» EXERCISE DESCRIPTION:
Copy all lines of the listing that include the string "RoundLease".

» DATA FOR THIS EXERCISE:
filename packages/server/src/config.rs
use anyhow::{Context, Result};
use dotenvy::dotenv;
use std::env;

use crate::domains::matching::{
    parse_recency_window_days, MatchingSettings, RecencyLookupPolicy, DEFAULT_RECENCY_WINDOW_DAYS,
};

/// Every three hours, on the hour (6-field cron: sec min hour day month weekday)
pub const DEFAULT_MATCH_SCHEDULE: &str = "0 0 */3 * * *";

/// Application configuration loaded from environment variables
#[derive(Debug, Clone)]
pub struct Config {
    pub database_url: String,
    pub database_max_connections: u32,
    pub match_schedule: String,
    pub matching: MatchingSettings,
}

impl Config {
    /// Load configuration from environment variables
    pub fn from_env() -> Result<Self> {
        // Load .env file if present (development)
        let _ = dotenv();

        Ok(Self {
            database_url: env::var("DATABASE_URL").context("DATABASE_URL must be set")?,
            database_max_connections: env::var("DATABASE_MAX_CONNECTIONS")
                .unwrap_or_else(|_| "10".to_string())
                .parse()
                .context("DATABASE_MAX_CONNECTIONS must be a valid number")?,
            match_schedule: env::var("MATCH_SCHEDULE")
                .unwrap_or_else(|_| DEFAULT_MATCH_SCHEDULE.to_string()),
            matching: matching_settings_from_env()?,
        })
    }
}

/// Matching tunables only; needs no database settings
pub fn matching_settings_from_env() -> Result<MatchingSettings> {
    let _ = dotenv();

    Ok(MatchingSettings {
        recency_window_days: parse_recency_window_days(
            &env::var("MATCH_RECENCY_WINDOW_DAYS")
                .unwrap_or_else(|_| DEFAULT_RECENCY_WINDOW_DAYS.to_string()),
        )
        .context("MATCH_RECENCY_WINDOW_DAYS must be a whole number of days")?,
        recency_policy: env::var("RECENCY_LOOKUP_POLICY")
            .ok()
            .map(|v| v.parse::<RecencyLookupPolicy>())
            .transpose()
            .context("RECENCY_LOOKUP_POLICY is invalid")?
            .unwrap_or_default(),
        shuffle_seed: env::var("MATCH_SHUFFLE_SEED")
            .ok()
            .map(|v| v.parse::<u64>())
            .transpose()
            .context("MATCH_SHUFFLE_SEED must be an unsigned integer")?,
    })
}
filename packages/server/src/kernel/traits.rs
// Trait definitions for dependency injection
//
// These are INFRASTRUCTURE traits only - no business logic.
// The matching round, recency checks and admin actions are domain functions
// that call these traits.
//
// Naming convention: Base* for trait names (e.g., BaseParticipantStore)

use async_trait::async_trait;
use chrono::{DateTime, Utc};
use thiserror::Error;

use crate::common::ParticipantId;
use crate::domains::matching::models::{MatchRecord, NewMatchRecord};
use crate::domains::participant::models::{NewParticipant, Participant, ProfileUpdate};

// =============================================================================
// Store errors
// =============================================================================

/// Failure of a participant or match-history store call.
#[derive(Error, Debug)]
pub enum StoreError {
    /// The backend could not be reached or rejected the call.
    #[error("store unavailable: {0}")]
    Unavailable(#[from] anyhow::Error),

    /// An update targeted a participant id the store does not know.
    #[error("participant not found: {0}")]
    NotFound(ParticipantId),

    /// The call was rejected before reaching the backend.
    #[error("invalid store query: {0}")]
    InvalidQuery(String),
}

impl From<sqlx::Error> for StoreError {
    fn from(err: sqlx::Error) -> Self {
        Self::Unavailable(err.into())
    }
}

pub type StoreResult<T> = Result<T, StoreError>;

// =============================================================================
// Participant Store Trait (Infrastructure)
// =============================================================================

#[async_trait]
pub trait BaseParticipantStore: Send + Sync {
    /// All participants that are available and not banned
    async fn list_eligible_participants(&self) -> StoreResult<Vec<Participant>>;

    /// Unconditionally set `available`; fails with `NotFound` for unknown ids
    async fn set_availability(
        &self,
        participant_id: ParticipantId,
        available: bool,
    ) -> StoreResult<Participant>;

    /// Every participant regardless of status, oldest first
    async fn list_participants(&self) -> StoreResult<Vec<Participant>>;

    async fn find_by_external_id(&self, external_id: &str) -> StoreResult<Option<Participant>>;

    async fn insert_participant(&self, participant: NewParticipant) -> StoreResult<Participant>;

    /// Unconditionally set `banned`; fails with `NotFound` for unknown ids
    async fn set_banned(
        &self,
        participant_id: ParticipantId,
        banned: bool,
    ) -> StoreResult<Participant>;

    /// Overwrite the profile fields set in `update`; fails with `NotFound` for unknown ids
    async fn update_profile(
        &self,
        participant_id: ParticipantId,
        update: ProfileUpdate,
    ) -> StoreResult<Participant>;
}

// =============================================================================
// Match History Store Trait (Infrastructure)
// =============================================================================

#[async_trait]
pub trait BaseMatchHistoryStore: Send + Sync {
    /// Records where the participant sits in either slot, created at or after `since`
    async fn list_recent_matches_for(
        &self,
        participant_id: ParticipantId,
        since: DateTime<Utc>,
    ) -> StoreResult<Vec<MatchRecord>>;

    /// Full history for the participant in either slot, newest first
    async fn list_matches_for(&self, participant_id: ParticipantId) -> StoreResult<Vec<MatchRecord>>;

    /// Insert the whole batch or nothing; `created_at` is assigned by the store
    async fn insert_match_records(
        &self,
        batch: Vec<NewMatchRecord>,
    ) -> StoreResult<Vec<MatchRecord>>;
}

// =============================================================================
// Round Lock Trait (Infrastructure)
// =============================================================================

/// Held for the duration of one matching round
#[async_trait]
pub trait RoundLease: Send {
    async fn release(self: Box<Self>) -> StoreResult<()>;
}

/// Mutual exclusion for matching rounds across every process sharing the stores
#[async_trait]
pub trait BaseRoundLock: Send + Sync {
    /// Take the lock without waiting; `None` while another holder has it
    async fn try_acquire(&self) -> StoreResult<Option<Box<dyn RoundLease>>>;
}
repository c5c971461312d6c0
//! Participant domain actions - registration, profile, moderation and availability

mod availability;
mod moderation;
mod profile;
mod queries;
mod register_participant;

pub use availability::request_new_partner;
pub use moderation::{ban_participant, unban_participant};
pub use profile::update_profile;
pub use queries::{list_participants, ParticipantOverview};
pub use register_participant::register_participant;
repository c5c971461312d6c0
//! Test harness backed by in-memory stores.
//!
//! Each test gets fresh stores; nothing is shared between tests.

use chrono::{DateTime, Duration, Utc};
use pairing_core::common::ParticipantId;
use pairing_core::domains::matching::actions::run_round_with;
use pairing_core::domains::matching::{MatchingSettings, RoundError, RoundOutcome, Shuffler};
use pairing_core::domains::participant::Participant;
use pairing_core::kernel::test_dependencies::{FixedOrder, TestDependencies};
use pairing_core::kernel::ServerDeps;
use test_context::AsyncTestContext;

pub struct TestHarness {
    pub stores: TestDependencies,
    pub deps: ServerDeps,
    pub settings: MatchingSettings,
    pub now: DateTime<Utc>,
}

impl AsyncTestContext for TestHarness {
    async fn setup() -> Self {
        // Run tests with: RUST_LOG=debug cargo test -- --nocapture
        let _ = tracing_subscriber::fmt()
            .with_env_filter(tracing_subscriber::EnvFilter::from_default_env())
            .with_test_writer()
            .try_init();

        let stores = TestDependencies::new();
        let deps = stores.deps();
        Self {
            stores,
            deps,
            settings: MatchingSettings::default(),
            now: Utc::now(),
        }
    }
}

impl TestHarness {
    /// Register `n` eligible participants named P1..Pn
    pub fn add_participants(&self, n: usize) -> Vec<Participant> {
        (1..=n)
            .map(|i| self.stores.participants.add_named(&format!("P{}", i)))
            .collect()
    }

    /// Record a prior match between `a` and `b`, `days_ago` days before `now`
    pub fn matched_days_ago(&self, a: ParticipantId, b: ParticipantId, days_ago: i64) {
        self.stores
            .match_history
            .seed(a, b, self.now - Duration::days(days_ago));
    }

    /// Run a round keeping the store's candidate order
    pub async fn run_round(&self) -> Result<RoundOutcome, RoundError> {
        self.run_round_shuffled(FixedOrder).await
    }

    pub async fn run_round_shuffled<S: Shuffler>(
        &self,
        shuffler: S,
    ) -> Result<RoundOutcome, RoundError> {
        run_round_with(&self.deps, &self.settings, shuffler, self.now).await
    }

    pub fn participant(&self, id: ParticipantId) -> Participant {
        self.stores
            .participants
            .get(id)
            .expect("participant should exist")
    }

    /// Store calls that write: availability updates plus insert attempts
    pub fn write_count(&self) -> usize {
        self.stores.participants.availability_updates().len()
            + self.stores.match_history.insert_batches().len()
    }
}
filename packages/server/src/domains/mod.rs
// Business domains
pub mod matching;
pub mod participant;
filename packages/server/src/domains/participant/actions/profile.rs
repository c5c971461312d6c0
//! Edit profile action - a registered participant changes how they are introduced

use anyhow::{anyhow, bail, Context, Result};
use tracing::info;

use crate::domains::participant::models::{Participant, ProfileUpdate};
use crate::kernel::ServerDeps;

/// Update the profile of the participant behind `external_id`.
///
/// Fields left `None` keep their stored value. Matching state (`available`,
/// `banned`) is never touched.
pub async fn update_profile(
    external_id: &str,
    update: ProfileUpdate,
    deps: &ServerDeps,
) -> Result<Participant> {
    if update.is_empty() {
        bail!("Nothing to update: give at least one profile field");
    }

    let participant = deps
        .participants
        .find_by_external_id(external_id)
        .await
        .context("Failed to look up participant")?
        .ok_or_else(|| anyhow!("No participant registered with external id {}", external_id))?;

    let updated = deps
        .participants
        .update_profile(participant.id, update)
        .await
        .with_context(|| format!("Failed to update profile of participant {}", participant.id))?;

    info!("Participant {} updated profile", updated.id);
    Ok(updated)
}

#[cfg(test)]
mod tests {
    use super::*;
    use crate::kernel::test_dependencies::TestDependencies;

    #[tokio::test]
    async fn changes_only_the_given_fields() {
        let test_deps = TestDependencies::new();
        let p1 = test_deps.participants.add_named("P1");
        test_deps.participants.force_availability(p1.id, false);

        let updated = update_profile(
            &p1.external_id,
            ProfileUpdate {
                display_name: Some("Pavel S.".to_string()),
                organization: Some("Fablab".to_string()),
                ..Default::default()
            },
            &test_deps.deps(),
        )
        .await
        .unwrap();

        assert_eq!(updated.display_name, "Pavel S.");
        assert_eq!(updated.organization, "Fablab");
        assert_eq!(updated.role_title, p1.role_title);
        assert!(!updated.available);
        assert_eq!(test_deps.participants.get(p1.id).unwrap(), updated);
    }

    #[tokio::test]
    async fn unknown_external_id_is_an_error() {
        let test_deps = TestDependencies::new();
        let update = ProfileUpdate {
            role_title: Some("Mentor".to_string()),
            ..Default::default()
        };

        assert!(update_profile("nobody", update, &test_deps.deps()).await.is_err());
    }

    #[tokio::test]
    async fn empty_update_is_rejected_without_store_calls() {
        let test_deps = TestDependencies::new();
        let p1 = test_deps.participants.add_named("P1");

        let result = update_profile(&p1.external_id, ProfileUpdate::default(), &test_deps.deps()).await;

        assert!(result.is_err());
        assert_eq!(test_deps.participants.call_count(), 0);
    }
}
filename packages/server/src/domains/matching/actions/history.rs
//! Match history query action

use anyhow::{Context, Result};
use tracing::info;

use crate::common::ParticipantId;
use crate::domains::matching::models::MatchRecord;
use crate::kernel::ServerDeps;

/// Every recorded pairing involving the participant, newest first
pub async fn list_match_history(
    participant_id: ParticipantId,
    deps: &ServerDeps,
) -> Result<Vec<MatchRecord>> {
    info!("Listing match history for participant {}", participant_id);

    deps.match_history
        .list_matches_for(participant_id)
        .await
        .with_context(|| format!("Failed to list matches for participant {}", participant_id))
}
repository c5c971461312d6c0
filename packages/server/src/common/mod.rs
// Common types and utilities shared across the application

pub mod entity_ids;
pub mod id;

pub use entity_ids::*;
pub use id::Id;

» EXPECTED ANSWER:
pub trait RoundLease: Send {
    async fn try_acquire(&self) -> StoreResult<Option<Box<dyn RoundLease>>>;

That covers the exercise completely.